Each line containing the word "over" must be copied from the material below.

(Records for processing begins)

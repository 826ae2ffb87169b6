//! Frame-to-frame correspondence solvers.

use std::cmp::{Ordering, Reverse};
use std::collections::BinaryHeap;

use serde::{Deserialize, Serialize};

use crate::model::Point;
use crate::spatial::SpatialIndex;

#[derive(Debug, Clone, Copy, Default, PartialEq, Eq, Serialize, Deserialize)]
#[serde(rename_all = "lowercase")]
pub enum AssignmentStrategy {
    /// Exact minimum total distance matching.
    #[default]
    Optimal,
    /// Nearest-neighbour matching, smallest distances committed first.
    Greedy,
}

impl AssignmentStrategy {
    /// Matches `previous[i]` to `current[j]`, returning `(i, j)` pairs sorted by `i`.
    ///
    /// Every index appears at most once on each side. Pairs farther apart
    /// than `max_distance` are discarded.
    pub fn solve(
        &self,
        previous: &[Point],
        current: &[Point],
        max_distance: Option<f32>,
    ) -> Vec<(usize, usize)> {
        if previous.is_empty() || current.is_empty() {
            return Vec::new();
        }
        let mut pairs = match self {
            Self::Optimal => {
                let cost: Vec<Vec<f64>> = previous
                    .iter()
                    .map(|p| current.iter().map(|c| wide_distance(p, c)).collect())
                    .collect();
                optimal_assignment(&cost)
            }
            Self::Greedy => greedy_assignment(previous, current),
        };
        if let Some(limit) = max_distance {
            pairs.retain(|&(i, j)| previous[i].distance(&current[j]) <= limit);
        }
        pairs
    }
}

/// Costs beyond this, infinite or NaN are all treated as this value.
const COST_CAP: f64 = 1.0e15;

fn wide_distance(a: &Point, b: &Point) -> f64 {
    (a.x as f64 - b.x as f64).hypot(a.y as f64 - b.y as f64)
}

/// Minimum-cost assignment over a rectangular cost matrix.
///
/// Kuhn-Munkres with row/column potentials, O(n^3) in the padded size.
/// The matrix is squared up with zero-cost dummy cells, which leaves the
/// optimum over real cells unchanged. Exactly `min(rows, cols)` pairs are
/// returned, sorted by row.
pub fn optimal_assignment<T: Copy + Into<f64>>(cost: &[Vec<T>]) -> Vec<(usize, usize)> {
    let rows = cost.len();
    let cols = cost.first().map_or(0, Vec::len);
    if rows == 0 || cols == 0 {
        return Vec::new();
    }

    let n = rows.max(cols);
    let inf = f64::INFINITY;
    let mut c = vec![vec![0.0f64; n]; n];
    for (i, row) in cost.iter().enumerate() {
        for (j, &v) in row.iter().enumerate().take(cols) {
            let v: f64 = v.into();
            // potentials must stay finite or the augmenting search never ends
            c[i][j] = if v.is_finite() {
                v.clamp(-COST_CAP, COST_CAP)
            } else {
                COST_CAP
            };
        }
    }

    // 1-based; index 0 is the virtual source column
    let mut u = vec![0.0f64; n + 1];
    let mut v = vec![0.0f64; n + 1];
    let mut p = vec![0usize; n + 1];
    let mut way = vec![0usize; n + 1];

    for i in 1..=n {
        p[0] = i;
        let mut j0 = 0usize;
        let mut min_v = vec![inf; n + 1];
        let mut used = vec![false; n + 1];

        loop {
            used[j0] = true;
            let i0 = p[j0];
            let mut delta = inf;
            let mut j1 = 0usize;

            for j in 1..=n {
                if used[j] {
                    continue;
                }
                let reduced = c[i0 - 1][j - 1] - u[i0] - v[j];
                if reduced < min_v[j] {
                    min_v[j] = reduced;
                    way[j] = j0;
                }
                if min_v[j] < delta {
                    delta = min_v[j];
                    j1 = j;
                }
            }

            for j in 0..=n {
                if used[j] {
                    u[p[j]] += delta;
                    v[j] -= delta;
                } else {
                    min_v[j] -= delta;
                }
            }

            j0 = j1;
            if p[j0] == 0 {
                break;
            }
        }

        loop {
            let prev = way[j0];
            p[j0] = p[prev];
            j0 = prev;
            if j0 == 0 {
                break;
            }
        }
    }

    let mut pairs: Vec<(usize, usize)> = (1..=n)
        .filter(|&j| p[j] != 0)
        .map(|j| (p[j] - 1, j - 1))
        .filter(|&(i, j)| i < rows && j < cols)
        .collect();
    pairs.sort_unstable();
    pairs
}

#[derive(Debug, Clone, Copy)]
struct Pending {
    distance: f32,
    previous: usize,
    target: u32,
}

impl PartialEq for Pending {
    fn eq(&self, other: &Self) -> bool {
        self.cmp(other) == Ordering::Equal
    }
}

impl Eq for Pending {}

impl PartialOrd for Pending {
    fn partial_cmp(&self, other: &Self) -> Option<Ordering> {
        Some(self.cmp(other))
    }
}

impl Ord for Pending {
    fn cmp(&self, other: &Self) -> Ordering {
        self.distance
            .total_cmp(&other.distance)
            .then(self.previous.cmp(&other.previous))
            .then(self.target.cmp(&other.target))
    }
}

/// Greedy nearest-neighbour matching with priority re-query.
///
/// Each previous point queues its nearest current point. The globally
/// smallest pending distance is popped first; if its target was already
/// taken the previous point re-queries the nearest remaining target,
/// otherwise the pair is committed and the target leaves the index.
pub fn greedy_assignment(previous: &[Point], current: &[Point]) -> Vec<(usize, usize)> {
    let mut index = SpatialIndex::build(
        current
            .iter()
            .enumerate()
            .map(|(j, p)| (j as u32, *p)),
    );
    let mut queue = BinaryHeap::new();
    for (i, p) in previous.iter().enumerate() {
        if let Some(target) = index.nearest_to(*p) {
            queue.push(Reverse(Pending {
                distance: p.distance(&current[target as usize]),
                previous: i,
                target,
            }));
        }
    }

    let mut pairs = Vec::new();
    while let Some(Reverse(pending)) = queue.pop() {
        if index.is_empty() {
            break;
        }
        if !index.contains(pending.target) {
            let p = previous[pending.previous];
            if let Some(target) = index.nearest_to(p) {
                queue.push(Reverse(Pending {
                    distance: p.distance(&current[target as usize]),
                    previous: pending.previous,
                    target,
                }));
            }
            continue;
        }
        index.remove(pending.target);
        pairs.push((pending.previous, pending.target as usize));
    }
    pairs.sort_unstable();
    pairs
}

#[cfg(test)]
mod tests {
    use super::*;

    fn total(cost: &[Vec<f32>], pairs: &[(usize, usize)]) -> f32 {
        pairs.iter().map(|&(i, j)| cost[i][j]).sum()
    }

    fn brute_force(cost: &[Vec<f32>]) -> f32 {
        fn go(cost: &[Vec<f32>], row: usize, used: &mut Vec<bool>, acc: f32, best: &mut f32) {
            if row == cost.len() {
                *best = best.min(acc);
                return;
            }
            for j in 0..used.len() {
                if !used[j] {
                    used[j] = true;
                    go(cost, row + 1, used, acc + cost[row][j], best);
                    used[j] = false;
                }
            }
        }
        let mut best = f32::INFINITY;
        let mut used = vec![false; cost[0].len()];
        go(cost, 0, &mut used, 0.0, &mut best);
        best
    }

    #[test]
    fn identity_two_by_two() {
        let cost = vec![vec![0.0, 1.0], vec![1.0, 0.0]];
        assert_eq!(optimal_assignment(&cost), vec![(0, 0), (1, 1)]);
    }

    #[test]
    fn swapped_two_by_two() {
        let cost = vec![vec![1.0, 0.0], vec![0.0, 1.0]];
        assert_eq!(optimal_assignment(&cost), vec![(0, 1), (1, 0)]);
    }

    #[test]
    fn optimal_matches_exhaustive_search() {
        // deterministic pseudo-random matrices
        let mut seed = 0x2545_f491u32;
        let mut next = || {
            seed ^= seed << 13;
            seed ^= seed >> 17;
            seed ^= seed << 5;
            (seed % 1000) as f32 / 10.0
        };
        for n in 1..=6 {
            for _ in 0..5 {
                let cost: Vec<Vec<f32>> = (0..n).map(|_| (0..n).map(|_| next()).collect()).collect();
                let pairs = optimal_assignment(&cost);
                assert_eq!(pairs.len(), n);
                assert!((total(&cost, &pairs) - brute_force(&cost)).abs() < 1e-3);
            }
        }
    }

    #[test]
    fn rectangular_matrices_match_shorter_side() {
        let wide = vec![vec![5.0, 1.0, 9.0]];
        assert_eq!(optimal_assignment(&wide), vec![(0, 1)]);

        let tall = vec![vec![4.0], vec![2.0], vec![8.0]];
        assert_eq!(optimal_assignment(&tall), vec![(1, 0)]);
    }

    #[test]
    fn non_finite_costs_still_terminate() {
        let cost = vec![vec![f32::INFINITY, 1.0], vec![2.0, f32::NAN]];
        assert_eq!(optimal_assignment(&cost), vec![(0, 1), (1, 0)]);

        let all_bad = vec![vec![f32::NAN, f32::INFINITY], vec![f32::NEG_INFINITY, f32::NAN]];
        assert_eq!(optimal_assignment(&all_bad).len(), 2);
    }

    #[test]
    fn huge_coordinates_are_matched() {
        let previous = [Point::new(0.0, 0.0)];
        let current = [Point::new(3.0e19, 0.0)];
        assert_eq!(
            AssignmentStrategy::Optimal.solve(&previous, &current, None),
            vec![(0, 0)]
        );

        let previous = [Point::new(-3.0e38, 0.0), Point::new(0.0, 0.0)];
        let current = [Point::new(1.0, 0.0), Point::new(3.0e38, 0.0)];
        assert_eq!(
            AssignmentStrategy::Optimal.solve(&previous, &current, None).len(),
            2
        );
    }

    #[test]
    fn greedy_commits_smallest_distance_first() {
        // p0 is nearest to c0, but p1 is even closer to c0 and wins it
        let previous = [Point::new(0.0, 0.0), Point::new(3.0, 0.0)];
        let current = [Point::new(2.0, 0.0), Point::new(-4.0, 0.0)];
        let pairs = greedy_assignment(&previous, &current);
        assert_eq!(pairs, vec![(0, 1), (1, 0)]);
    }

    #[test]
    fn greedy_leaves_extra_targets_unmatched() {
        let previous = [Point::new(0.0, 0.0)];
        let current = [Point::new(50.0, 0.0), Point::new(1.0, 1.0), Point::new(-30.0, 0.0)];
        assert_eq!(greedy_assignment(&previous, &current), vec![(0, 1)]);
    }

    #[test]
    fn strategies_respect_distance_gate() {
        let previous = [Point::new(0.0, 0.0), Point::new(100.0, 0.0)];
        let current = [Point::new(1.0, 0.0), Point::new(180.0, 0.0)];
        for s in [AssignmentStrategy::Optimal, AssignmentStrategy::Greedy] {
            assert_eq!(s.solve(&previous, &current, Some(10.0)), vec![(0, 0)]);
        }
    }

    #[test]
    fn optimal_avoids_swap_on_crossing_paths() {
        // fingers at (11,16)/(49,44) moving to (12,22)/(48,38)
        let previous = [Point::new(11.0, 16.0), Point::new(49.0, 44.0)];
        let current = [Point::new(48.0, 38.0), Point::new(12.0, 22.0)];
        assert_eq!(
            AssignmentStrategy::Optimal.solve(&previous, &current, None),
            vec![(0, 1), (1, 0)]
        );
    }
}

(Records for processing ends)

● Result for this exercise:
/// Minimum-cost assignment over a rectangular cost matrix.
/// optimum over real cells unchanged. Exactly `min(rows, cols)` pairs are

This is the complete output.